Enhancement of the Spin-Orbit Coupling in Silicon by Bismuth Doping

Si possesses a low spin-orbit coupling, it allows a long spin lifetime but limits new device-designing possibilities in spintronics, particularly with the spin-charge conversion effects to create an all-Si spin devices. The purpose of this study is to create a sizable spin-orbit interaction in Si by implantation of a heavy element, bismuth (Bi).

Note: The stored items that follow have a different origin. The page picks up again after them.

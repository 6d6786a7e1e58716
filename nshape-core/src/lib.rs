//! nshape core — N-shaped retracement signal detection on daily bars.
//!
//! This crate holds the pure signal engine:
//! - Domain types (bars, turning points, ABC patterns, signals)
//! - Indicator engine (EMA, Wilder RSI, ATR, volume ratio)
//! - ZigZag turning-point extraction in percent or ATR mode
//! - Latest-triple ABC pattern matching
//! - Trigger confirmations and the 0–100 score
//! - Signal emitter with an injected cooldown store
//!
//! Nothing here performs I/O. Loading bars and fanning out over a universe
//! lives in `nshape-runner`.

pub mod cooldown;
pub mod domain;
pub mod emitter;
pub mod indicators;
pub mod params;
pub mod pattern;
pub mod scoring;
pub mod trigger;
pub mod zigzag;

pub use cooldown::{CooldownStore, MemoryCooldownStore, NoCooldown};
pub use domain::{AbcPattern, Bar, PointKind, Signal, TurningPoint};
pub use emitter::{Evaluation, SignalEmitter};
pub use params::{Deviation, DynamicThreshold, ParamError, ScanParameters, TimeGuards};
pub use pattern::{LegSeries, PatternMatcher, PatternRejection};
pub use scoring::ScoreBreakdown;
pub use trigger::TriggerFlags;
pub use zigzag::ZigZag;
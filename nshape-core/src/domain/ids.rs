use serde::{Deserialize, Serialize};
use std::fmt;

/// Deterministic identity of a parameter set (BLAKE3 of its canonical JSON).
#[derive(Debug, Clone, PartialEq, Eq, Hash, Serialize, Deserialize)]
pub struct ParamsHash(pub String);

impl ParamsHash {
    pub fn from_bytes(bytes: &[u8]) -> Self {
        Self(blake3::hash(bytes).to_hex().to_string())
    }
}

impl fmt::Display for ParamsHash {
    fn fmt(&self, f: &mut fmt::Formatter<'_>) -> fmt::Result {
        write!(f, "{}", self.0)
    }
}

/// Content hash of an emitted signal, used to compare two evaluations bit for bit.
#[derive(Debug, Clone, PartialEq, Eq, Hash, Serialize, Deserialize)]
pub struct SignalFingerprint(pub String);

impl SignalFingerprint {
    pub fn from_bytes(bytes: &[u8]) -> Self {
        Self(blake3::hash(bytes).to_hex().to_string())
    }
}

impl fmt::Display for SignalFingerprint {
    fn fmt(&self, f: &mut fmt::Formatter<'_>) -> fmt::Result {
        write!(f, "{}", self.0)
    }
}
//! Export — JSON and CSV artifacts for scan results.
//!
//! - **JSON**: the full `ScanReport` (summary, outcome counts, every signal
//!   with its pattern, snapshot, triggers and score breakdown)
//! - **CSV**: one flat row per signal for spreadsheets and downstream tools
//!
//! NaN indicator values are written as `null` in JSON and as empty cells in CSV.

use std::path::Path;

use anyhow::{Context, Result};
use nshape_core::Signal;

use crate::scanner::ScanReport;

// ─── JSON export ────────────────────────────────────────────────────

pub fn export_signals_json(report: &ScanReport) -> Result<String> {
    serde_json::to_string_pretty(report).context("failed to serialize ScanReport to JSON")
}

// ─── CSV export ─────────────────────────────────────────────────────

/// Columns: stock_id, signal_date, score, the five score components, A/B/C
/// dates and prices, rise_pct, retr_pct, the two leg-exception flags,
/// bars_since_c, close, rsi,
/// volume_ratio, the three trigger flags, fingerprint.
pub fn export_signals_csv(signals: &[Signal]) -> Result<String> {
    let mut wtr = csv::Writer::from_writer(vec![]);

    wtr.write_record([
        "stock_id",
        "signal_date",
        "score",
        "retr_score",
        "vol_score",
        "early_score",
        "ma_score",
        "health_score",
        "a_date",
        "a_price",
        "b_date",
        "b_price",
        "c_date",
        "c_price",
        "rise_pct",
        "retr_pct",
        "ab_is_exception",
        "bc_is_exception",
        "bars_since_c",
        "close",
        "rsi",
        "volume_ratio",
        "break_yesterday_high",
        "ema_volume_cross",
        "rsi_strong",
        "fingerprint",
    ])?;

    for s in signals {
        let p = s.pattern();
        let score = s.score();
        let snap = s.snapshot();
        let trig = s.triggers();
        wtr.write_record([
            s.stock_id().to_string(),
            s.signal_date().to_string(),
            score.total.to_string(),
            format!("{:.2}", score.retr_score),
            format!("{:.2}", score.vol_score),
            format!("{:.2}", score.early_score),
            format!("{:.2}", score.ma_score),
            format!("{:.2}", score.health_score),
            p.a.date.to_string(),
            format!("{:.4}", p.a.price),
            p.b.date.to_string(),
            format!("{:.4}", p.b.price),
            p.c.date.to_string(),
            format!("{:.4}", p.c.price),
            format!("{:.4}", p.rise_pct),
            format!("{:.4}", p.retr_pct),
            p.ab_is_exception.to_string(),
            p.bc_is_exception.to_string(),
            s.bars_since_c().to_string(),
            format!("{:.4}", snap.close),
            num(snap.rsi, 2),
            num(snap.volume_ratio, 3),
            trig.break_yesterday_high.to_string(),
            trig.ema_volume_cross.to_string(),
            trig.rsi_strong.to_string(),
            s.fingerprint().to_string(),
        ])?;
    }

    let data = wtr.into_inner().context("failed to flush CSV writer")?;
    String::from_utf8(data).context("CSV output is not valid UTF-8")
}

/// Fixed precision, NaN as an empty cell.
fn num(value: f64, decimals: usize) -> String {
    if value.is_nan() {
        String::new()
    } else {
        format!("{value:.decimals$}")
    }
}

// ─── File output ────────────────────────────────────────────────────

/// Write `report` to `path`: CSV for a `.csv` extension, JSON otherwise.
pub fn write_report(report: &ScanReport, path: &Path) -> Result<()> {
    let is_csv = path
        .extension()
        .is_some_and(|ext| ext.eq_ignore_ascii_case("csv"));
    let body = if is_csv {
        export_signals_csv(&report.signals)?
    } else {
        export_signals_json(report)?
    };
    if let Some(parent) = path.parent().filter(|p| !p.as_os_str().is_empty()) {
        std::fs::create_dir_all(parent)
            .with_context(|| format!("failed to create {}", parent.display()))?;
    }
    std::fs::write(path, body).with_context(|| format!("failed to write {}", path.display()))
}
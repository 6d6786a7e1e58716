//! Relative Strength Index (RSI).
//!
//! Wilder smoothing of average gains and average losses:
//! seed = mean of the first `period` changes, then
//! avg[t] = (avg[t-1] * (period - 1) + x[t]) / period.
//! RSI = 100 - 100 / (1 + avg_gain / avg_loss)
//! Lookback: period (first value at index `period`).
//! Edge case: avg_loss == 0 → RSI = 100.

use super::Indicator;
use crate::domain::Bar;

#[derive(Debug, Clone)]
pub struct Rsi {
    period: usize,
    name: String,
}

impl Rsi {
    pub fn new(period: usize) -> Self {
        assert!(period >= 1, "RSI period must be >= 1");
        Self {
            period,
            name: format!("rsi_{period}"),
        }
    }
}

impl Indicator for Rsi {
    fn name(&self) -> &str {
        &self.name
    }

    fn lookback(&self) -> usize {
        self.period
    }

    fn compute(&self, bars: &[Bar]) -> Vec<f64> {
        let n = bars.len();
        let mut result = vec![f64::NAN; n];

        if n < self.period + 1 {
            return result;
        }

        let mut changes = vec![f64::NAN; n];
        for i in 1..n {
            changes[i] = bars[i].close - bars[i - 1].close;
        }

        let mut avg_gain = 0.0;
        let mut avg_loss = 0.0;
        for &ch in &changes[1..=self.period] {
            if ch.is_nan() {
                return result;
            }
            if ch > 0.0 {
                avg_gain += ch;
            } else {
                avg_loss -= ch;
            }
        }
        avg_gain /= self.period as f64;
        avg_loss /= self.period as f64;

        result[self.period] = compute_rsi(avg_gain, avg_loss);

        let p = self.period as f64;
        for i in (self.period + 1)..n {
            if changes[i].is_nan() {
                return result;
            }

            let gain = changes[i].max(0.0);
            let loss = (-changes[i]).max(0.0);

            avg_gain = (avg_gain * (p - 1.0) + gain) / p;
            avg_loss = (avg_loss * (p - 1.0) + loss) / p;

            result[i] = compute_rsi(avg_gain, avg_loss);
        }

        result
    }
}

fn compute_rsi(avg_gain: f64, avg_loss: f64) -> f64 {
    if avg_loss == 0.0 {
        100.0
    } else {
        100.0 - 100.0 / (1.0 + avg_gain / avg_loss)
    }
}
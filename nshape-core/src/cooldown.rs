//! Per-stock signal cooldown state.
//!
//! The store is injected into the emitter and lives for one scan run. It keeps
//! only the most recent signal date per stock.

use std::collections::HashMap;

use chrono::NaiveDate;
use parking_lot::RwLock;

/// Where the emitter looks up and records the last signal date of each stock.
///
/// Implementations must be safe to share across the scan's worker threads.
pub trait CooldownStore: Send + Sync {
    fn last_signal_date(&self, stock_id: &str) -> Option<NaiveDate>;

    /// Record an emission. Last write wins.
    fn record_signal(&self, stock_id: &str, date: NaiveDate);
}

/// In-memory store behind a read-write lock.
#[derive(Debug, Default)]
pub struct MemoryCooldownStore {
    last: RwLock<HashMap<String, NaiveDate>>,
}

impl MemoryCooldownStore {
    pub fn new() -> Self {
        Self::default()
    }

    pub fn len(&self) -> usize {
        self.last.read().len()
    }

    pub fn is_empty(&self) -> bool {
        self.last.read().is_empty()
    }
}

impl CooldownStore for MemoryCooldownStore {
    fn last_signal_date(&self, stock_id: &str) -> Option<NaiveDate> {
        self.last.read().get(stock_id).copied()
    }

    fn record_signal(&self, stock_id: &str, date: NaiveDate) {
        self.last.write().insert(stock_id.to_string(), date);
    }
}

/// A store that never suppresses anything and forgets every write.
#[derive(Debug, Default, Clone, Copy)]
pub struct NoCooldown;

impl CooldownStore for NoCooldown {
    fn last_signal_date(&self, _stock_id: &str) -> Option<NaiveDate> {
        None
    }

    fn record_signal(&self, _stock_id: &str, _date: NaiveDate) {}
}
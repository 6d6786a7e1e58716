//! Domain types for the N-shape scanner.

pub mod bar;
pub mod ids;
pub mod pattern;
pub mod signal;

pub use bar::{validate_series, Bar, SeriesError};
pub use ids::{ParamsHash, SignalFingerprint};
pub use pattern::{AbcPattern, PointKind, TurningPoint};
pub use signal::Signal;

/// Stock identifier (exchange ticker, e.g. "2330").
pub type StockId = String;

To compare the spin-orbit coupling strength in the Si channel with and without Bi doping (SOI:P:B and SOI:P, respectively), we measured quantum corrections to the conductance in function of temperature. The elastic diffusion length (L_e), the spin-orbit coupling length (L_so) and the phase coherence length (L_φ) can be extracted from the magnetoconductance data by using the Hikami-Larkin-Nagaoka model. L_e has the same order of magnitude (10 nm-25 nm) for both samples, however L_φ decreased after the Bi doping (with the strongest decrease from 177 nm to 35 nm at 2 K). In the case of SOI:P:Bi, the Bi doping induced a spin-orbit coupling length of the same order of magnitude with the phase coherence length (L_so= 54 nm and L_φ= 35 nm at 2K).
The increased spin-orbit coupling strength led to observe the crossover between the WL and the WAL. These results demonstrate a control over the strength of the spin-orbit coupling in Si channel using Bi doping.